The new article in the Journal of Public Health, by Centers for Disease Control and Prevention (CDC) researcher Holly Wethington and her colleagues, explores whether adolescents and teens utilize calorie information to inform their food choices in fast food/chain restaurants.
The article looks at "the proportion of youth who reported using calorie information when available at fast food/chain restaurants."
Previous research has often questioned the validity and effectiveness of mandatory menu labeling.
As Chicago Tribune columnist Monica Eng wrote last year, "People may notice calorie counts on menu boards but, so far, few use the data to make significant changes to their orders."
Eng noted a New York University study that found just 9 percent of teens used menu labeling to inform their choices.
The NYU report concluded that while "a few considered the information when ordering…. [w]e found no statistically significant differences in calories purchased before and after labeling" regulations in New York City took effect.
In the case of the CDC researchers' study, the authors correctly point out several limitations of their work. They note that there's no way they can determine whether the youths surveyed made better or worse choices with the calorie information they had in hand; that the study cannot determine causality; and that the reliability and validity of the questions posed were not tested.
I noticed a few other important limitations.
At first glance, the utilization of calorie information seems quite high in this study compared to that of the NYU study cited by Eng, also referenced by the CDC study authors.
The CDC authors claim "40% of youth who noticed calorie labeling information within a fast food/chain restaurant reported using calorie information[.]" Recall that the NYU study reported just 9 percent utilized calorie information.

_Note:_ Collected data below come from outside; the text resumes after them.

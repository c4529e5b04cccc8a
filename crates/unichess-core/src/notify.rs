//! Transient user notifications for failures.
//!
//! `Notifier` is fire-and-forget: reporting never changes application state.
//! `Toasts` keeps a small queue of recent messages that expire on their own.

use std::collections::VecDeque;
use std::sync::{Mutex, PoisonError};
use std::time::{Duration, Instant};

use tracing::warn;

/// How long a toast stays on screen.
const TOAST_TTL: Duration = Duration::from_secs(5);

/// Maximum number of toasts kept at once; the oldest is dropped first.
const MAX_TOASTS: usize = 5;

pub trait Notifier: Send + Sync {
    fn notify_error(&self, message: &str);
}

#[derive(Debug, Clone)]
pub struct Toast {
    pub message: String,
    pub shown_at: Instant,
}

impl Toast {
    pub fn is_expired_at(&self, now: Instant) -> bool {
        now.duration_since(self.shown_at) >= TOAST_TTL
    }
}

pub struct Toasts {
    queue: Mutex<VecDeque<Toast>>,
}

impl Toasts {
    pub fn new() -> Self {
        Self {
            queue: Mutex::new(VecDeque::with_capacity(MAX_TOASTS)),
        }
    }

    fn push_at(&self, message: &str, now: Instant) {
        let mut queue = self.queue.lock().unwrap_or_else(PoisonError::into_inner);
        queue.retain(|t| !t.is_expired_at(now));

        // Same message already showing: restart its timer instead of stacking
        if let Some(existing) = queue.iter_mut().find(|t| t.message == message) {
            existing.shown_at = now;
            return;
        }
        if queue.len() == MAX_TOASTS {
            queue.pop_front();
        }
        queue.push_back(Toast {
            message: message.to_string(),
            shown_at: now,
        });
    }

    /// Toasts still on screen
    pub fn active(&self) -> Vec<Toast> {
        self.active_at(Instant::now())
    }

    fn active_at(&self, now: Instant) -> Vec<Toast> {
        let queue = self.queue.lock().unwrap_or_else(PoisonError::into_inner);
        queue.iter().filter(|t| !t.is_expired_at(now)).cloned().collect()
    }

    /// Remove and return every queued toast
    pub fn drain(&self) -> Vec<Toast> {
        let mut queue = self.queue.lock().unwrap_or_else(PoisonError::into_inner);
        queue.drain(..).collect()
    }

    pub fn messages(&self) -> Vec<String> {
        self.active().into_iter().map(|t| t.message).collect()
    }

    pub fn len(&self) -> usize {
        self.queue.lock().unwrap_or_else(PoisonError::into_inner).len()
    }

    pub fn is_empty(&self) -> bool {
        self.len() == 0
    }
}

impl Default for Toasts {
    fn default() -> Self {
        Self::new()
    }
}

impl Notifier for Toasts {
    fn notify_error(&self, message: &str) {
        warn!(message = %message, "Error notification");
        self.push_at(message, Instant::now());
    }
}

#[cfg(test)]
mod tests {
    use super::*;

    #[test]
    fn test_notify_queues_message() {
        let toasts = Toasts::new();
        assert!(toasts.is_empty());

        toasts.notify_error("Incorrect credentials");
        assert_eq!(toasts.messages(), vec!["Incorrect credentials".to_string()]);
    }

    #[test]
    fn test_duplicate_message_is_collapsed() {
        let toasts = Toasts::new();
        toasts.notify_error("Network error, please try again later");
        toasts.notify_error("Network error, please try again later");
        assert_eq!(toasts.len(), 1);
    }

    #[test]
    fn test_toasts_expire() {
        let toasts = Toasts::new();
        let start = Instant::now();
        toasts.push_at("first", start);

        assert_eq!(toasts.active_at(start + Duration::from_secs(4)).len(), 1);
        assert!(toasts.active_at(start + TOAST_TTL).is_empty());

        // Expired toasts are pruned on the next push
        toasts.push_at("second", start + TOAST_TTL);
        let remaining: Vec<_> = toasts.drain().into_iter().map(|t| t.message).collect();
        assert_eq!(remaining, vec!["second".to_string()]);
    }

    #[test]
    fn test_oldest_toast_dropped_when_full() {
        let toasts = Toasts::new();
        let now = Instant::now();
        for i in 0..=MAX_TOASTS {
            toasts.push_at(&format!("error {}", i), now);
        }
        let messages: Vec<_> = toasts.active_at(now).into_iter().map(|t| t.message).collect();
        assert_eq!(messages.len(), MAX_TOASTS);
        assert_eq!(messages[0], "error 1");
    }

    #[test]
    fn test_drain_empties_queue() {
        let toasts = Toasts::new();
        toasts.notify_error("boom");
        assert_eq!(toasts.drain().len(), 1);
        assert!(toasts.is_empty());
    }
}
//! Application configuration management.
//!
//! This module handles loading and saving the client configuration, which
//! selects the deployment environment (and therefore the API base URL), the
//! session persistence strategy, and remembers the last used username.
//!
//! Configuration is stored at `~/.config/unichess/config.json`.

use std::path::PathBuf;

use anyhow::{Context, Result};
use serde::{Deserialize, Serialize};
use url::Url;

use crate::session::SessionStrategy;

/// Application name used for config/cache/data directory paths
const APP_NAME: &str = "unichess";

/// Config file name
const CONFIG_FILE: &str = "config.json";

/// Environment variable that selects the deployment environment
pub const ENV_VAR: &str = "UNICHESS_ENV";

/// API base URL for production deployments
pub const PRODUCTION_API_URL: &str = "https://unichess-api-62644c9d9bf1.herokuapp.com";

/// API base URL for local development
pub const DEVELOPMENT_API_URL: &str = "http://localhost:8000";

/// Cookie domain used outside production
const DEVELOPMENT_COOKIE_DOMAIN: &str = "localhost";

/// Deployment environment. Selects the API endpoint and cookie attributes.
#[derive(Debug, Clone, Copy, PartialEq, Eq, Default, Serialize, Deserialize)]
#[serde(rename_all = "lowercase")]
pub enum Environment {
    #[default]
    Development,
    Production,
}

impl Environment {
    /// Parse an environment name. Anything other than "production" is development.
    pub fn from_name(name: &str) -> Self {
        if name.trim().eq_ignore_ascii_case("production") {
            Environment::Production
        } else {
            Environment::Development
        }
    }

    pub fn api_url(&self) -> &'static str {
        match self {
            Environment::Production => PRODUCTION_API_URL,
            Environment::Development => DEVELOPMENT_API_URL,
        }
    }

    pub fn is_production(&self) -> bool {
        matches!(self, Environment::Production)
    }
}

#[derive(Debug, Clone, Serialize, Deserialize, Default)]
pub struct Config {
    #[serde(default)]
    pub environment: Environment,
    #[serde(default)]
    pub session_strategy: SessionStrategy,
    /// Cookie domain for production; defaults to the API host.
    pub cookie_domain: Option<String>,
    pub last_username: Option<String>,
}

impl Config {
    /// Load the config file (or defaults), then apply the environment override.
    pub fn load() -> Result<Self> {
        let path = Self::config_path()?;
        let mut config = Self::load_from(&path)?;
        if let Ok(name) = std::env::var(ENV_VAR) {
            config.environment = Environment::from_name(&name);
        }
        Ok(config)
    }

    pub fn load_from(path: &std::path::Path) -> Result<Self> {
        if path.exists() {
            let contents = std::fs::read_to_string(path)
                .with_context(|| format!("Failed to read config file {}", path.display()))?;
            serde_json::from_str(&contents).context("Failed to parse config file")
        } else {
            Ok(Self::default())
        }
    }

    pub fn save(&self) -> Result<()> {
        self.save_to(&Self::config_path()?)
    }

    pub fn save_to(&self, path: &std::path::Path) -> Result<()> {
        if let Some(parent) = path.parent() {
            std::fs::create_dir_all(parent)?;
        }
        let contents = serde_json::to_string_pretty(self)?;
        std::fs::write(path, contents)?;
        Ok(())
    }

    /// Base URL of the backend API for the configured environment
    pub fn api_url(&self) -> &'static str {
        self.environment.api_url()
    }

    /// Domain attribute for the session cookie
    pub fn cookie_domain(&self) -> Result<String> {
        if !self.environment.is_production() {
            return Ok(DEVELOPMENT_COOKIE_DOMAIN.to_string());
        }
        if let Some(ref domain) = self.cookie_domain {
            return Ok(domain.clone());
        }
        host_of(self.api_url())
    }

    fn config_path() -> Result<PathBuf> {
        let config_dir = dirs::config_dir()
            .ok_or_else(|| anyhow::anyhow!("Could not find config directory"))?;
        Ok(config_dir.join(APP_NAME).join(CONFIG_FILE))
    }

    pub fn cache_dir(&self) -> Result<PathBuf> {
        let cache_dir = dirs::cache_dir()
            .ok_or_else(|| anyhow::anyhow!("Could not find cache directory"))?;
        Ok(cache_dir.join(APP_NAME))
    }

    pub fn data_dir(&self) -> Result<PathBuf> {
        let data_dir = dirs::data_dir()
            .ok_or_else(|| anyhow::anyhow!("Could not find data directory"))?;
        Ok(data_dir.join(APP_NAME))
    }
}

/// Host portion of a URL, without scheme, userinfo, port or path.
fn host_of(url: &str) -> Result<String> {
    let parsed = Url::parse(url).with_context(|| format!("Invalid URL: {}", url))?;
    let host = parsed
        .host_str()
        .with_context(|| format!("URL has no host: {}", url))?;
    Ok(host.to_string())
}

But a closer look at the data and collection methods tightens some of the discrepancies.
The CDC authors did not include teens and adolescents who reported eating at fast food/chain restaurants but who never noticed menu labeling. When included in the data analysis, the percentage of respondents who eat at fast food/chain restaurants and don't notice or use calorie information rises to 65.9 percent, while the percentage of those who say they noticed the information and used it at least once falls to 34.1 percent.

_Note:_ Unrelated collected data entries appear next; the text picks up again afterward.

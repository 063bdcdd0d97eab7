//! Structural and completeness checks for rule documents.
//!
//! Validation never fails: problems are reported as an ordered list of
//! messages and an empty list means the rule is complete. Action fields are
//! not inspected beyond counting the actions.

use serde_json::Value;

use crate::rule::Rule;

pub const INVALID_STRUCTURE: &str = "invalid conditions structure";
pub const EMPTY_GROUP: &str = "at least one condition required in the group";
pub const MISSING_FIELD: &str = "condition missing field";
pub const MISSING_VALUE: &str = "condition missing value";
pub const NO_ACTIONS: &str = "at least one action required";

/// Validates a typed rule. Produces the same messages as [`validate_document`].
pub fn validate(rule: &Rule) -> Vec<String> {
    validate_document(&rule.to_value())
}

/// Validates an untyped rule document, tolerating any shape.
pub fn validate_document(document: &Value) -> Vec<String> {
    let mut errors = Vec::new();

    match document.get("conditions") {
        Some(conditions) => {
            check_root(conditions, &mut errors);
            check_conditions(conditions, &mut errors);
        }
        None => errors.push(INVALID_STRUCTURE.to_string()),
    }

    let action_count = document
        .get("actions")
        .and_then(Value::as_array)
        .map_or(0, Vec::len);
    if action_count == 0 {
        errors.push(NO_ACTIONS.to_string());
    }

    errors
}

/// A root group whose `children` is missing or not a sequence counts as empty
/// and is reported; nested groups of that shape are skipped instead.
fn check_root(conditions: &Value, errors: &mut Vec<String>) {
    match conditions.get("type").and_then(Value::as_str) {
        None => errors.push(INVALID_STRUCTURE.to_string()),
        Some("group") => {
            let child_count = conditions
                .get("children")
                .and_then(Value::as_array)
                .map_or(0, Vec::len);
            if child_count == 0 {
                errors.push(EMPTY_GROUP.to_string());
            }
        }
        Some("condition") => {}
        Some(other) => errors.push(format!("unrecognized condition type: {}", other)),
    }
}

fn check_conditions(node: &Value, errors: &mut Vec<String>) {
    match node.get("type").and_then(Value::as_str) {
        Some("condition") => {
            if is_blank(node.get("field")) {
                errors.push(MISSING_FIELD.to_string());
            }
            if is_blank(node.get("value")) {
                errors.push(MISSING_VALUE.to_string());
            }
        }
        Some("group") => {
            if let Some(children) = node.get("children").and_then(Value::as_array) {
                for child in children {
                    check_conditions(child, errors);
                }
            }
        }
        _ => {}
    }
}

/// Absent, `null` and `""` count as blank. `"0"`, numbers and booleans do not.
fn is_blank(value: Option<&Value>) -> bool {
    match value {
        None | Some(Value::Null) => true,
        Some(Value::String(text)) => text.is_empty(),
        Some(_) => false,
    }
}
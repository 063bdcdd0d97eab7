use colored::*;
use rulebuilder_rules::Rule;

pub fn print_validation(path: &str, errors: &[String]) {
    if errors.is_empty() {
        println!("{} {}", "✔ Rule is valid:".green().bold(), path.bold());
        return;
    }

    println!(
        "{} {} ({} problem{})",
        "✘ Rule is incomplete:".red().bold(),
        path.bold(),
        errors.len(),
        if errors.len() == 1 { "" } else { "s" }
    );
    for error in errors {
        println!("  - {}", error);
    }
}

pub fn print_preview(rule: &Rule, preview: &str) {
    println!("{} {}", "IF".cyan().bold(), rule.conditions);
    println!("{}", "THEN".cyan().bold());
    if rule.actions.is_empty() {
        println!("  (no actions)");
    }
    for action in &rule.actions {
        let placeholders = action.placeholders();
        if placeholders.is_empty() {
            println!("  {} [{}]", action.kind, action.severity);
        } else {
            println!(
                "  {} [{}] placeholders: {}",
                action.kind,
                action.severity,
                placeholders.join(", ")
            );
        }
    }
    println!();
    println!("{}", preview);
}
//! Rulebuilder: visual editing of monitoring alert rules.
//!
//! A rule pairs a tree of conditions (metric comparisons combined with
//! `AND`, `OR` and `NOT` groups) with an ordered list of actions. Hosts mount
//! a [`RuleBuilder`], let users edit the rule as blocks, and read the
//! canonical JSON back out.
//!
//! # Architecture
//!
//! * `rulebuilder-core`: configuration, errors, logging and markup escaping
//! * `rulebuilder-rules`: the rule model, its vocabularies, validation and document loading
//! * `rulebuilder-editor`: the visual tree, synchronization and the builder facade
//! * `rulebuilder-cli`: command-line host

pub use rulebuilder_core::{escape_markup, BuilderConfig, CoreError, CoreResult, Environment};
pub use rulebuilder_editor::{
    Area, Block, BlockId, BlockKind, BlockTemplate, Container, Control, RuleBuilder,
    RuleChangeListener, SyncReport, VisualTree,
};
pub use rulebuilder_rules::{
    load_fields, load_rule, validate, validate_document, Action, ActionKind, Channel, Condition,
    FieldCatalog, FieldSpec, Group, GroupOperator, OperatorKind, Rule, RuleError, RuleNode,
    Severity,
};

use rulebuilder_core::config::load_builder_config;
use tracing::debug;

/// Mounts a builder configured from `RULEBUILDER_*` environment variables.
pub fn mount_from_env<L>(listener: L) -> CoreResult<RuleBuilder>
where
    L: RuleChangeListener + 'static,
{
    let config = load_builder_config()?;
    debug!(mount = %config.mount, environment = ?config.environment, "mounting from environment");
    Ok(RuleBuilder::from_config(&config, listener)?)
}
use std::io;
use std::path::{Path, PathBuf};

use rulebuilder_core::CoreError;
use thiserror::Error;

/// Failures while loading rule documents or field catalogs from disk.
#[derive(Debug, Error)]
pub enum RuleError {
    #[error("no such document: {}", .0.display())]
    NotFound(PathBuf),
    #[error("cannot read {}", path.display())]
    Read {
        path: PathBuf,
        #[source]
        source: io::Error,
    },
    #[error("{} is not a valid {what}: {message}", path.display())]
    Malformed {
        path: PathBuf,
        what: &'static str,
        message: String,
    },
    #[error("field `{name}` is listed more than once")]
    DuplicateField { name: String },
}

impl RuleError {
    pub(crate) fn read(path: &Path, source: io::Error) -> Self {
        RuleError::Read {
            path: path.to_path_buf(),
            source,
        }
    }

    pub(crate) fn malformed(path: &Path, what: &'static str, message: impl Into<String>) -> Self {
        RuleError::Malformed {
            path: path.to_path_buf(),
            what,
            message: message.into(),
        }
    }
}

impl From<RuleError> for CoreError {
    fn from(err: RuleError) -> Self {
        match err {
            RuleError::Read { source, .. } => CoreError::Io(source),
            other => CoreError::InvalidDocument(other.to_string()),
        }
    }
}
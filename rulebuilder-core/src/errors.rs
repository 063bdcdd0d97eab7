use std::io;

use thiserror::Error;

/// Result type used across the rule builder core crate.
pub type Result<T> = std::result::Result<T, CoreError>;

/// Canonical error representation shared by all crates in the workspace.
#[derive(Debug, Error)]
pub enum CoreError {
    #[error("I/O error: {0}")]
    Io(#[from] io::Error),

    #[error("serialization error: {0}")]
    Serialization(String),

    #[error("deserialization error: {0}")]
    Deserialization(String),

    #[error("invalid rule document: {0}")]
    InvalidDocument(String),

    #[error("configuration error: {0}")]
    Config(String),

    #[error("{0}")]
    General(String),
}

impl From<serde_json::Error> for CoreError {
    fn from(err: serde_json::Error) -> Self {
        CoreError::Deserialization(err.to_string())
    }
}

impl From<anyhow::Error> for CoreError {
    fn from(err: anyhow::Error) -> Self {
        CoreError::General(err.to_string())
    }
}

/// Dedicated configuration error used by the configuration module.
#[derive(Debug, Error)]
pub enum ConfigError {
    #[error("invalid value for environment variable {key}: {value}")]
    InvalidEnvVar { key: String, value: String },
}

impl From<ConfigError> for CoreError {
    fn from(value: ConfigError) -> Self {
        CoreError::Config(value.to_string())
    }
}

The number who use calorie information, though still small compared to those who do not, is still much higher in the CDC study—nearly four times as high—than the number who use calorie information in the NYU study.
Why the discrepancy? I can't say for sure. However, I suspect the difference arises largely from the CDC researchers' total reliance on self-reporting of data by teens and adolescents.

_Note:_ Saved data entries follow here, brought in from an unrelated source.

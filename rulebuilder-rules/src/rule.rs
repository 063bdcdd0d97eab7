use rulebuilder_core::serde_utils::{from_json_str, to_pretty_json};
use rulebuilder_core::CoreResult;
use serde::{Deserialize, Serialize};

use crate::action::Action;
use crate::condition::RuleNode;

/// Canonical rule document: a condition tree plus the actions it triggers.
///
/// This is the artifact handed to the evaluation engine and to persistence.
/// `conditions` is usually a group but a single bare condition is accepted.
#[derive(Debug, Clone, Default, Serialize, Deserialize, PartialEq, Eq)]
pub struct Rule {
    pub conditions: RuleNode,
    #[serde(default)]
    pub actions: Vec<Action>,
}

impl Rule {
    /// A fresh rule: an empty `AND` group and no actions.
    pub fn new() -> Self {
        Self::default()
    }

    pub fn from_json(raw: &str) -> CoreResult<Self> {
        from_json_str(raw)
    }

    /// Canonical serialized form, as shown in previews.
    pub fn to_json_pretty(&self) -> CoreResult<String> {
        to_pretty_json(self)
    }

    pub fn to_value(&self) -> serde_json::Value {
        serde_json::to_value(self).unwrap_or(serde_json::Value::Null)
    }
}
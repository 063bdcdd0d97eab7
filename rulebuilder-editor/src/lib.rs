//! Visual rule editing.
//!
//! The editor keeps a live [`VisualTree`] in step with the canonical
//! [`rulebuilder_rules::Rule`]. Rendering projects the rule into blocks;
//! extraction walks the blocks after every user gesture and rebuilds the rule
//! from scratch. [`RuleBuilder`] ties the two together for a host.

mod builder;
mod error;
mod extract;
mod listener;
mod render;
mod visual;

pub use builder::{BlockTemplate, RuleBuilder};
pub use error::EditorError;
pub use extract::{extract, Extraction, SyncReport, TruncatedGroup};
pub use listener::RuleChangeListener;
pub use render::Renderer;
pub use visual::{Area, Block, BlockId, BlockKind, Container, Control, ControlState, VisualTree};
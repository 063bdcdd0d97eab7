//! Rule tree model for the visual rule builder.
//!
//! A rule is a boolean condition tree (groups of `AND`/`OR`/`NOT` over leaf
//! conditions) plus an ordered list of actions. This crate owns the
//! canonical, serializable form of that document, the factories the editor
//! uses to create new nodes, and the validation that reports what is still
//! missing before a rule can be handed to the evaluation engine.

mod action;
mod condition;
mod error;
mod fields;
mod loader;
mod rule;
mod tokens;
pub mod validate;

pub use action::{Action, DEFAULT_MESSAGE_TEMPLATE};
pub use condition::{Condition, Group, RuleNode};
pub use error::RuleError;
pub use fields::{FieldCatalog, FieldSpec};
pub use loader::{load_document, load_fields, load_rule};
pub use rule::Rule;
pub use tokens::{ActionKind, Channel, GroupOperator, OperatorKind, Severity, UnknownToken};
pub use validate::{validate, validate_document};
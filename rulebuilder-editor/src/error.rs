use thiserror::Error;

/// Errors surfaced by host-facing parsing helpers. Editing itself never fails.
#[derive(Debug, Clone, PartialEq, Eq, Error)]
pub enum EditorError {
    #[error("unknown block kind: {0}")]
    UnknownBlockKind(String),
}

In the NYU study, researchers collected purchase receipts from 349 teens, adolescents, and their families who visited fast food/chain restaurants both before and after the implementation of New York City's menu-labeling law.
That's hard data.
The CDC study, on the other hand, collected data from the self-reported YouthStyles survey given to teens and adolescents nationwide. They analyzed data from respondents who said they "ate at fast food restaurants and noticed the [calorie] information while ordering."
Furthermore, while the CDC authors report that "some fast food/chain restaurants have begun to post [calorie] information voluntarily," the data Wethington and her colleagues analyzed comes exclusively from 2010.
That date largely precedes both voluntary and mandatory menu labeling (in which calorie information is posted alongside menu items). McDonald's, the largest national fast food/chain restaurant to post calorie information, did not begin doing so nationwide until 2012. Other competitors may follow (before a mandatory national law takes effect sometime in the future), but few have done so to date.
Meanwhile, the largest jurisdictions to participate in the YouthStyles survey the CDC analyzed and which also had menu-labeling laws in 2010, according to this April 2011 map created by the Center for Science in the Public Interest (CSPI), were New York City and the state of California.
But data from those two key places is slim. The CDC study authors note that they did not collect sufficient data for New York City, stating respondents included "too few youth from NYC." Meanwhile, it appears only a maximum of 13 percent of survey respondents hailed from California (which is presumably part of the study's results for its "Pacific" region).
What about menu labeling outside New York City and California? An overwhelming majority, 39 out of 50 states, had no menu-labeling laws within their borders whatsoever in 2010, according to the CSPI map. Nine of the 11 states had only one or more municipal laws (e.g., Philadelphia had a law in place but Pennsylvania and every other city in the state did not) and only two states (Vermont being the second) had implemented menu-labeling laws.
How can so many young Americans have claimed to "notice[ calorie] information while ordering" in cities and states where restaurants most often don't provide that information at the point of sale (though many do online, or elsewhere in stores)?
In short, I believe that many of the 9-18 year-old survey respondents were for whatever reason mistaken in their response to the question about whether they use calorie information provided in a fast food/chain restaurants to inform their decisions.
If I'm right, then that would make the validity of the CDC researchers' study, based wholly on these responses, open to debate—something that holds true for an increasing number of studies in the area of food law and policy.